Alberto cercava nella sua arte un fondamento ancestrale, una poetica metastorica che permettesse di abbracciare la storia e la cultura. I simboli, credo, siano per lui quei fondamenti. L’arte diviene così un rituale nel quale i simboli si trasformano in sigilli che richiamano la situazione archetipica del mito con l’intento di penetrare nel mito stesso e d’inscriversi e ricreare quella stessa situazione dall’interno. Così nei quadri di Alberto i riferimenti alle tradizioni mitologiche non sono letterali, ma c’è sempre un enigma, un witz, un aspetto inatteso e un rovesciamento dei personaggi che non corrisponde al racconto tradizionale, ma al viaggio di Alberto nel mito. L’artista come un iniziato diventa un testimone oculare, e la sua storia è quella storia. Questi simboli carichi di energia tradiscono una concezione ermetica dell’arte.
Cosa è rimasto secondo il tuo modo di vedere, della pittura colta in Italia?
La strada della Pittura Colta è una strada contro corrente rispetto alle tendenze attuali dell’arte contemporanea. Richiede una grande abilità tecnica e manuale, il rapporto con la tradizione del disegno e figurativa, la pazienza, il tempo, la fiducia al di là dei pregiudizi critici e delle delusioni del mercato…tutte cose che non sono certamente il pane quotidiano di un’arte che diviene sempre più virtuale e istantanea. Nonostante tutto, ci sono diverse iniziative in corso da parte di artisti che in forma individuale continuano un’esperienza vicina a quella della corrente della Pittura Colta, ad esempio penso alla pittura di Tano Brancato, Cesare di Narda, Salvo Russo, o alla maestria di una scultura come quella di Dino Cunsolo, per restare a Catania.

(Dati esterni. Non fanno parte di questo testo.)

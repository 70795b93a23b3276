//! Procedural terrain and biome generation: seeded noise, rule-based biome
//! distribution, terrain height synthesis, and the chunk generation pipeline.

mod cache;
mod config;
mod engine;
mod interpolate;
mod pipeline;
mod scatter;
mod stages;
mod terrain;

pub mod biome;
pub mod distributor;
pub mod noise;
pub mod seed;

pub use biome::{BiomeDef, BiomeId, BiomeRegistry, BiomeRegistryError};
pub use cache::{BiomeCache, ColumnCache};
pub use config::{
    BiomeConfig, DimensionDef, DimensionSettings, GenerationConfig, GenerationDef, LinkError,
    ModifierDef, NoiseDef, RegionDef, RequirementDef, RuleDef, StackLayerDef, TerrainDef,
    TerrainLayerDef,
};
pub use distributor::{Classification, ClassifyError, Distributor};
pub use engine::{ChunkStage, Engine, EngineError, StageError, WorldStage};
pub use interpolate::final_height;
pub use noise::{NoiseAlgorithm, NoiseInstance};
pub use pipeline::{GeneratedChunk, GenerationPipeline, GenerationTask};
pub use scatter::{PointGatherer, PointScatterer, ScatterPoint, touches_chunk};
pub use stages::{ScatterFeatureStage, SurfaceStage};
pub use terrain::{
    FbmTerrain, LayeredTerrain, Terrain, TerrainLayer, TerrainNoiseLayer, TerrainStack,
};
//! Deterministic seeded generation utilities.
//!
//! Provides the bit-exact avalanche mixer that derives per-chunk and per-noise
//! seeds from the world seed, the per-chunk RNG built on it, and deterministic
//! trigonometry via `libm` so generation is reproducible across platforms.

use rand::SeedableRng;
use rand_chacha::ChaCha8Rng;

const MIX_A: u64 = 0x9e37_79b9_7f4a_7c15;
const MIX_B: u64 = 0xbf58_476d_1ce4_e5b9;
const MIX_C: u64 = 0x94d0_49bb_1331_11eb;

/// Mixes a world seed with two coordinates using a fixed avalanche function.
///
/// This is the reproducibility anchor of the whole engine and must stay
/// bit-exact:
///
/// ```text
/// r = seed
/// r ^= x * 0x9e3779b97f4a7c15
/// r ^= z * 0xbf58476d1ce4e5b9
/// r = (r ^ (r >>> 30)) * 0x94d049bb133111eb
/// r = (r ^ (r >>> 27)) * 0x9e3779b97f4a7c15
/// r ^= r >>> 31
/// ```
pub fn mix_seed(seed: u64, x: i64, z: i64) -> u64 {
    let mut r = seed;
    r ^= (x as u64).wrapping_mul(MIX_A);
    r ^= (z as u64).wrapping_mul(MIX_B);
    r = (r ^ (r >> 30)).wrapping_mul(MIX_C);
    r = (r ^ (r >> 27)).wrapping_mul(MIX_A);
    r ^ (r >> 31)
}

/// Derives the effective seed for a salted noise instance:
/// `mix_seed(world_seed, salt, salt <<< 32)`.
///
/// Feeding the salt through both mixer lanes keeps single-bit salt changes
/// fully decorrelated. Identical `(world_seed, salt)` always yields the same
/// value, bit for bit.
pub fn noise_seed(world_seed: u64, salt: u64) -> u64 {
    mix_seed(world_seed, salt as i64, salt.rotate_left(32) as i64)
}

/// Derives a deterministic RNG for chunk `(x, z)`.
///
/// The returned RNG produces an identical sequence for the same
/// `(world_seed, x, z)` triple regardless of thread or platform.
pub fn chunk_rng(world_seed: u64, x: i32, z: i32) -> ChaCha8Rng {
    ChaCha8Rng::seed_from_u64(mix_seed(world_seed, x as i64, z as i64))
}

/// Deterministic sine using libm (not platform libc).
#[inline]
pub fn det_sin(x: f64) -> f64 {
    libm::sin(x)
}

/// Deterministic cosine using libm.
#[inline]
pub fn det_cos(x: f64) -> f64 {
    libm::cos(x)
}

#[cfg(test)]
mod tests {
    use super::*;
    use rand::RngCore;

    #[test]
    fn test_mix_seed_known_vectors() {
        // Reference values computed from the literal algorithm above.
        let table: &[(u64, i64, i64, u64)] = &[
            (0, 0, 0, 0x0000_0000_0000_0000),
            (1234, 0, 0, 0x4bff_f1f1_1931_b1ad),
            (1234, 10, -3, 0x2c0d_bcdd_7a3c_2e52),
            (0xdead_beef, -7, 42, 0x7ca7_536d_6bde_1a50),
            (u64::MAX, 1, 1, 0xfda3_5142_1020_7b70),
            (42, i32::MIN as i64, i32::MAX as i64, 0x1aa0_a797_3ec9_b280),
        ];
        for &(seed, x, z, expected) in table {
            assert_eq!(
                mix_seed(seed, x, z),
                expected,
                "mix_seed({seed:#x}, {x}, {z})"
            );
        }
    }

    #[test]
    fn test_noise_seed_known_vectors() {
        assert_eq!(noise_seed(1234, 0), 0x4bff_f1f1_1931_b1ad);
        assert_eq!(noise_seed(1234, 0xab_cdef), 0x2153_993c_39dd_92e4);
        assert_eq!(noise_seed(0, 1), 0x7360_315c_075d_ab5f);
    }

    #[test]
    fn test_mix_seed_sensitive_to_each_input() {
        let base = mix_seed(99, 5, 5);
        assert_ne!(base, mix_seed(100, 5, 5));
        assert_ne!(base, mix_seed(99, 6, 5));
        assert_ne!(base, mix_seed(99, 5, 6));
        // Swapping coordinates must not collide either.
        assert_ne!(mix_seed(99, 1, 2), mix_seed(99, 2, 1));
    }

    #[test]
    fn test_chunk_rng_repeatable() {
        let mut a = chunk_rng(1234, -3, 17);
        let mut b = chunk_rng(1234, -3, 17);
        for _ in 0..1000 {
            assert_eq!(a.next_u64(), b.next_u64());
        }
    }

    #[test]
    fn test_chunk_rng_differs_between_chunks() {
        let mut a = chunk_rng(1234, 0, 0);
        let mut b = chunk_rng(1234, 0, 1);
        assert_ne!(a.next_u64(), b.next_u64());
    }

    #[test]
    fn test_det_trig_matches_itself() {
        for i in 0..9 {
            let angle = f64::from(i) * 40.0_f64.to_radians();
            assert_eq!(det_sin(angle), det_sin(angle));
            assert_eq!(det_cos(angle), det_cos(angle));
        }
    }
}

Domenica 17/11/2919 hai tenuto al Palazzo della Cultura di Catania una conferenza che ha avuto come oggetto il progetto del catalogo e l’opera di Alberto Abate. Cosa vorresti che sia rimasto impresso nell’animo di tutti coloro che hanno partecipato? Quale messaggio ha virtualmente lasciato tuo padre agli amici e ai suoi vecchi colleghi d’arte?
Penso che il progetto di Catalogo generale di Alberto Abate riguarda la storia di Catania e non solo delle persone che in diverse forme sono entrate in contatto più o meno diretto con mio padre. Alberto è un pittore che ha avuto una notevole influenza sulla scena culturale catanese, e la sua arte conservata in musei e collezioni private disseminate anche in questa città è un fiore all’occhiello della tradizione pittorica siciliana che si apre sulla scena mediterranea e internazionale. Alcune opere sono considerate dei capolavori, cerco di dirlo con tutta l’umiltà possibile essendo io la figlia, ma credo che un’opera come l’Elogio delle Arti esposto al Palazzo della Cultura ne sia un esempio accessibile.
Vuoi cogliere l’occasione per rivolgerti a tutti coloro che sono in possesso di un’opera di tuo padre, che ignorano il tuo progetto e che magari leggeranno questa intervista?
Per realizzare questo catalogo è fondamentale la collaborazione dei collezionisti che invito a contattare me e l’Archivio Alberto Abate e ad inviarci le immagini delle loro opere per inserirle nel Catalogo in corso d’opera.
Nel ringraziarti per averci dato l’occasione di parlare di Alberto, ne approfittiamo per porgerti i nostri migliori auguri per la realizzazione del catalogo.